[FP] Constant folding of floating-point operations

I opened an issue yesterday (powi(x, n) is constant folded as if it were pow(x, (double)n) · Issue #65088 · llvm/llvm-project · GitHub) about the way that llvm.powi() is constant folded, and today I’ve been working on a patch to fix it. Unfortunately, as I’ve been trying to wrap my head around the correct way to do that, I’ve discovered that I’m pulling on a thread that may unravel a lot of related things. So, I’d like to start a general discussion about constant folding of floating-point operations.

@AaronBallman opened an issue in May (Incorrect constant folding behavior of floating-point operations · Issue #62479 · llvm/llvm-project · GitHub) on this same topic, but the discussion there was centered on interpretation of the C and C++ language standards as they relate to evaluating constant expressions. That’s definitely relevant to what I’m bringing up here, but I’d like to shift the focus to rules for constant folding with regard to the LLVM IR language definition.

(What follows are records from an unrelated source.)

use crate::interpreter::error::ExpressionError;
use crate::interpreter::operator::priority;
use crate::interpreter::token::{Token, TokenKind};
use anyhow::{bail, Context, Result};
use log::{trace, warn};

const EXTRA_RIGHT_PARENTHESIS: &str = "extra right parenthesis";
const LEFT_PARENTHESIS_MISSING: &str = "left parenthesis missing";
const RIGHT_PARENTHESIS_MISSING: &str = "right parenthesis missing";

/// Converts infix tokens into postfix order using the shunting-yard algorithm.
///
/// Operators of equal priority are popped before the new one is pushed,
/// which makes every operator left-associative, `^` included.
pub(super) fn infix_to_postfix(infix_tokens: Vec<Token>) -> Result<Vec<Token>> {
    if infix_tokens.is_empty() {
        warn!("Conversion error: input is empty");
        bail!(ExpressionError::EmptyInput);
    }

    let mut operators: Vec<Token> = Vec::new();
    let mut output: Vec<Token> = Vec::with_capacity(infix_tokens.len());
    for token in infix_tokens {
        match token.kind {
            TokenKind::Integer | TokenKind::FloatingPoint | TokenKind::UnaryOperator => {
                trace!("Operand or unary minus: {}", token);
                output.push(token)
            }
            TokenKind::Operator => {
                trace!("Operator: {}", token);
                parse_operator_token(&mut operators, &mut output, token)
            }
            TokenKind::LeftParenthesis => {
                trace!("Left parenthesis");
                operators.push(token)
            }
            TokenKind::RightParenthesis => {
                trace!("Right parenthesis");
                parse_closing_parenthesis_token(&mut operators, &mut output)?
            }
        };
    }

    trace!("End of input tokens");
    transfer_leftover_operators(&mut operators, &mut output)?;

    Ok(output)
}

fn transfer_leftover_operators(operators: &mut Vec<Token>, output: &mut Vec<Token>) -> Result<()> {
    while let Some(operator) = operators.pop() {
        if operator.kind == TokenKind::LeftParenthesis {
            return unbalanced(RIGHT_PARENTHESIS_MISSING);
        }
        output.push(operator);
    }
    Ok(())
}

fn parse_closing_parenthesis_token(
    operators: &mut Vec<Token>,
    output: &mut Vec<Token>,
) -> Result<()> {
    if operators.is_empty() {
        return unbalanced(EXTRA_RIGHT_PARENTHESIS);
    }

    loop {
        match operators.last() {
            None => {
                return unbalanced(LEFT_PARENTHESIS_MISSING);
            }
            Some(top_of_operator_stack) => {
                if top_of_operator_stack.kind == TokenKind::LeftParenthesis {
                    break;
                }
                let operator = operators.pop().context("No operators left.")?;
                output.push(operator);
            }
        }
    }

    // Discard the left parenthesis.
    operators.pop();
    Ok(())
}

fn parse_operator_token(operators: &mut Vec<Token>, output: &mut Vec<Token>, token: Token) {
    let current_priority = priority(&token);
    while let Some(top_of_operator_stack) = operators.last() {
        if priority(top_of_operator_stack) < current_priority {
            break;
        }
        if let Some(other_operator) = operators.pop() {
            output.push(other_operator);
        }
    }

    operators.push(token);
}

fn unbalanced(message: &'static str) -> Result<()> {
    warn!("Conversion error: {}", message);
    bail!(ExpressionError::UnbalancedParenthesis { message })
}
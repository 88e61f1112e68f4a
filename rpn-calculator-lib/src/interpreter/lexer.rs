use crate::interpreter::error::ExpressionError;
use crate::interpreter::token::{Token, TokenKind};
use anyhow::{bail, Result};
use log::{debug, trace, warn};
use std::mem;

/// The states of the scanner's finite state machine.
#[derive(Debug, Copy, Clone, PartialEq, Eq)]
enum ScanState {
    Init,
    AfterLeftParenthesis,
    AfterRightParenthesis,
    AfterUnary,
    InDigits,
    AfterPoint,
    InFraction,
    AfterOperator,
    Error,
    End,
}

impl ScanState {
    /// Why a character was rejected while in this state.
    fn rejection_message(&self) -> &'static str {
        match self {
            ScanState::Init => "expression must start with a left parenthesis or a digit",
            ScanState::AfterLeftParenthesis => {
                "after a left parenthesis there can only be a unary minus, a digit or a left parenthesis"
            }
            ScanState::AfterRightParenthesis => {
                "after a right parenthesis there can only be an operator or a right parenthesis"
            }
            ScanState::AfterUnary => "after a unary minus there can only be a digit",
            ScanState::InDigits => {
                "after a digit there can only be a digit, a point, an operator or a right parenthesis"
            }
            ScanState::AfterPoint => "after a point there can only be a digit",
            ScanState::InFraction => {
                "after a fractional digit there can only be a digit, an operator or a right parenthesis"
            }
            ScanState::AfterOperator => {
                "after an operator there can only be a digit or a left parenthesis"
            }
            ScanState::Error | ScanState::End => "no input is accepted after scanning has stopped",
        }
    }

    /// Why the input was not allowed to end while in this state.
    fn end_of_input_message(&self) -> &'static str {
        match self {
            ScanState::Init => "expression is empty",
            ScanState::AfterPoint => self.rejection_message(),
            _ => "expression should end only on a digit or a right parenthesis",
        }
    }
}

fn is_operator(symbol: char) -> bool {
    matches!(symbol, '+' | '-' | '*' | '/' | '^')
}

/// Splits the given expression into tokens.
///
/// # Arguments
///
/// * `expression`: The text-representation of the infix expression.
///
/// returns: The tokens of the expression, in the order they appear.
///
/// # Examples
///
/// ```
/// # use anyhow::Result;
/// # fn main() -> Result<()> {
/// use rpn_calculator::interpreter::lexer::tokenize;
/// use rpn_calculator::interpreter::token::Token;
///
/// let tokens = tokenize("(-2.5)*4")?;
/// assert_eq!(tokens[1], Token::unary_minus());
/// assert_eq!(tokens[2], Token::floating_point("2.5"));
/// # Ok::<(), anyhow::Error>(()) }
/// ```
pub fn tokenize(expression: &str) -> Result<Vec<Token>> {
    let tokens = Scanner::new(expression.chars()).run()?;
    debug!("Tokens of {:?}: {:?}", expression, tokens);
    Ok(tokens)
}

/// Drives the state machine over a lazily produced stream of characters.
/// A scanner is consumed by [`Scanner::run`] and cannot be restarted.
struct Scanner<I>
where
    I: Iterator<Item = char>,
{
    symbols: I,
    position: usize,
    state: ScanState,
    number: String,
    number_kind: TokenKind,
    tokens: Vec<Token>,
}

impl<I> Scanner<I>
where
    I: Iterator<Item = char>,
{
    fn new(symbols: I) -> Scanner<I> {
        Scanner {
            symbols,
            position: 0,
            state: ScanState::Init,
            number: String::new(),
            number_kind: TokenKind::Integer,
            tokens: vec![],
        }
    }

    fn run(mut self) -> Result<Vec<Token>> {
        while let Some(symbol) = self.symbols.next() {
            let next_state = self.transition(symbol);
            trace!("{:?} --{:?}--> {:?}", self.state, symbol, next_state);

            if next_state == ScanState::Error {
                let message = self.state.rejection_message();
                self.state = next_state;
                return self.fail(message);
            }

            self.state = next_state;
            self.position += 1;
        }
        self.finish()
    }

    fn transition(&mut self, symbol: char) -> ScanState {
        match (self.state, symbol) {
            (
                ScanState::Init | ScanState::AfterLeftParenthesis | ScanState::AfterOperator,
                '(',
            ) => self.emit(symbol, TokenKind::LeftParenthesis, ScanState::AfterLeftParenthesis),
            (
                ScanState::Init
                | ScanState::AfterLeftParenthesis
                | ScanState::AfterUnary
                | ScanState::AfterOperator,
                '0'..='9',
            ) => {
                self.number_kind = TokenKind::Integer;
                self.append(symbol, ScanState::InDigits)
            }
            (ScanState::AfterLeftParenthesis, '-') => {
                self.emit(symbol, TokenKind::UnaryOperator, ScanState::AfterUnary)
            }
            (ScanState::InDigits, '0'..='9') => self.append(symbol, ScanState::InDigits),
            (ScanState::InDigits, '.') => {
                self.number_kind = TokenKind::FloatingPoint;
                self.append(symbol, ScanState::AfterPoint)
            }
            (ScanState::AfterPoint | ScanState::InFraction, '0'..='9') => {
                self.append(symbol, ScanState::InFraction)
            }
            (
                ScanState::InDigits | ScanState::InFraction | ScanState::AfterRightParenthesis,
                ')',
            ) => {
                self.flush_number();
                self.emit(symbol, TokenKind::RightParenthesis, ScanState::AfterRightParenthesis)
            }
            (
                ScanState::InDigits | ScanState::InFraction | ScanState::AfterRightParenthesis,
                symbol,
            ) if is_operator(symbol) => {
                self.flush_number();
                self.emit(symbol, TokenKind::Operator, ScanState::AfterOperator)
            }
            _ => ScanState::Error,
        }
    }

    fn append(&mut self, symbol: char, next_state: ScanState) -> ScanState {
        self.number.push(symbol);
        next_state
    }

    fn emit(&mut self, symbol: char, kind: TokenKind, next_state: ScanState) -> ScanState {
        self.tokens.push(Token::new(symbol, kind));
        next_state
    }

    /// Turns the buffered digits, if any, into a single number token.
    fn flush_number(&mut self) {
        if self.number.is_empty() {
            return;
        }
        let lexeme = mem::take(&mut self.number);
        self.tokens.push(Token::new(lexeme, self.number_kind));
    }

    fn finish(mut self) -> Result<Vec<Token>> {
        match self.state {
            ScanState::InDigits | ScanState::InFraction => self.flush_number(),
            ScanState::AfterRightParenthesis => {}
            state => {
                let message = state.end_of_input_message();
                self.state = ScanState::Error;
                return self.fail(message);
            }
        }
        self.state = ScanState::End;
        Ok(self.tokens)
    }

    fn fail(&self, message: &'static str) -> Result<Vec<Token>> {
        warn!("Tokenization error at position {}: {}", self.position, message);
        bail!(ExpressionError::Lexical {
            message,
            position: self.position,
        })
    }
}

I was somewhat dismayed by the claim in issue 62479 that the C and C++ language standards don’t require that all calls to math library functions will return the same result for a given input. I can’t find any such requirement. I also can’t find anything in the LLVM IR language reference that explicitly states such a requirement. However, I am certain that users universally expect this to be the case, and in the case of LLVM IR, I think this behavior is implied by the existence of the ‘afn’ fast-math flag. That this flag grants permission to return an approximate result implies that the absence of the flag must require that the result not be approximated. To me that means that for a given input value, all calls to the function will return the same result. You can’t not approximate something that doesn’t return a consistent value.

There is a problem, however, in that when we see a known math library function called with constant arguments, the LLVM optimizer will constant fold it by calling that function at compile time. The problem is that this means my program may produce different numeric results depending on whether or not the compiler is able to deduce that the argument is constant. So, for example, my results may change based on a decision the compiler makes about function inlining. This seems to be violating very basic rules of the optimizer respecting program semantics.

During the discussion in issue 62479, there was an emphasis on the impact of constant folding for cross-compilation. However, the problem isn’t necessarily limited to cross-compilation. It can happen any time the program being compiled is linked against a different math library than the compiler itself was linked against. For instance, if the compiler is linked against an LLVM math library, and the program being compiled is linked against a GNU math library, there is a potential for this problem to arise. Possibly even different versions of a library from the same vendor could cause it.

I know of at least two other cases where this can be a problem even if the compiler and the program being compiled are both using the same math library. One is the llvm.powi() function as I described in issue 65088. The other has to do with FMA formation. Since I’ve already described the powi() issue in 65088, I’ll describe only the FMA issue here.

Consider the following code:

double f(double x, double y, double z) {
return x * y + z;
}

If I compiled this program using ‘clang -O2 -ffp-contract=on’ clang will produce this IR:

define double @f(double %x, double %y, double %z) {
entry:
%0 = tail call double @llvm.fmuladd.f64(double %x, double %y, double %z)
ret double %0
}

The intrinsic in this case gives the compiler permission to generate fuse the operations “if the code generator determines that (a) the target instruction set has support for a fused operation, and (b) that the fused operation is more efficient than the equivalent, separate pair of mul and add instructions.” However, the LLVM constant folder will evaluate this operation as a fused multiply and add even if I’m compiling for a target that doesn’t support fused operations. So, once again, the result can depend on earlier optimization decisions made by the compiler. What’s worse (to me at least) is that if I compile with -ffp-contract=fast instead of -ffp-contract=on, the constant folder doesn’t use fused operations, even if the target does support them.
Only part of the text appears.